Court battles, OPEC's market grip underscore the need for a coordinated US energy policy

March 20, 2000
This March is an emblematic month for US energy policy schizophrenia.

This March is an emblematic month for US energy policy schizophrenia. Connecting the dots among three seemingly disparate developments, all unfolding this month, yields valuable lessons about the need for the US to develop a coordinated national energy policy.

Ideally, such a policy should spur oil exploration and production, preempt any possibility of reverting to the energy crises of the 1970s and 1980s, and work out the huge antitrust problems bedeviling the energy area, as opposed to the distracting small ones.

Although the current administration has made great strides toward a carefully thought-through energy policy that transcends simplistic calls for lifting the gasoline tax, new exigencies require bold new measures and an even more comprehensive approach.

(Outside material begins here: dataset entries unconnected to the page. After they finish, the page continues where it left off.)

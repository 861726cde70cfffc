//! Error types for noticescore.
//!
//! Library crates use [`NoticeScoreError`] via `thiserror`.
//! The CLI wraps this with `color-eyre` for rich diagnostics.
//!
//! Feed anomalies (a notice without a URL, a notice without an identifier)
//! never reach this type: the correlator absorbs them. Everything here is
//! fatal to the run that raised it.

use std::path::PathBuf;

/// Top-level error type for all noticescore operations.
#[derive(Debug, thiserror::Error)]
pub enum NoticeScoreError {
    /// Configuration loading or validation error.
    #[error("config error: {message}")]
    Config { message: String },

    /// Feed document could not be parsed into notices.
    #[error("parse error: {message}")]
    Parse { message: String },

    /// The classifier artifact is missing, unreadable, or inconsistent.
    #[error("model load error for {path:?}: {message}")]
    ModelLoad { path: PathBuf, message: String },

    /// The classifier produced unusable output for a batch it was given.
    #[error("scoring error: {0}")]
    Scoring(String),

    /// Database or storage layer error.
    #[error("storage error: {0}")]
    Storage(String),

    /// Filesystem I/O error.
    #[error("I/O error at {path:?}: {source}")]
    Io {
        path: PathBuf,
        source: std::io::Error,
    },

    /// Output serialization error.
    #[error("serialization error: {0}")]
    Serialization(String),
}

/// Convenience alias used throughout the codebase.
pub type Result<T> = std::result::Result<T, NoticeScoreError>;

impl NoticeScoreError {
    /// Create a config error from any displayable message.
    pub fn config(msg: impl Into<String>) -> Self {
        Self::Config {
            message: msg.into(),
        }
    }

    /// Create a parse error from any displayable message.
    pub fn parse(msg: impl Into<String>) -> Self {
        Self::Parse {
            message: msg.into(),
        }
    }

    /// Create a model load error for the artifact at `path`.
    pub fn model_load(path: impl Into<PathBuf>, msg: impl Into<String>) -> Self {
        Self::ModelLoad {
            path: path.into(),
            message: msg.into(),
        }
    }

    /// Create a scoring error from any displayable message.
    pub fn scoring(msg: impl Into<String>) -> Self {
        Self::Scoring(msg.into())
    }

    /// Wrap a `std::io::Error` with a path for context.
    pub fn io(path: impl Into<PathBuf>, source: std::io::Error) -> Self {
        Self::Io {
            path: path.into(),
            source,
        }
    }
}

To be effective, the new policy needs to be global, spanning US views of competition in the energy markets and the promises made by the US government to its energy concessionaires. Immediate action in this direction will avoid having to move after a crisis has already started (as in the 1970s) and thus resorting to blunt and obsolete instruments, such as price controls or government intervention, that are even less likely to work today.

The current developments center on the battles about to take place in courtrooms in California and the District of Columbia and on the tension in households throughout the US ahead of clear indications as to whether the price of gasoline will recede, level off, or increase before summer driving season.

On Mar. 20, the US District Court in San Francisco is scheduled to consider whether to grant the Federal Trade Commission's motion to enjoin the BP Amoco PLC-ARCO merger. A few days later, the US Supreme Court will hear arguments about whether the federal government must repay Marathon Oil Co. and ExxonMobil Corp. forerunner Mobil Corp. $156 million they paid to purchase leases off North Carolina's Outer Banks. Then, at the beginning of next week, the Organization of Petroleum Exporting Countries will meet in Vienna to decide whether to increase oil production for its 11 member countries.

Related events

The diverse mosaic of US federal agencies charged with energy oversight has not viewed these three events as related, and this is part of the problem, because they are. The two court battles bear in equal measure on the worldwide energy community's assessment of the predictability of US energy policy; they in turn affect that community's willingness to commit the huge investment needed to spur oil exploration and production in the US.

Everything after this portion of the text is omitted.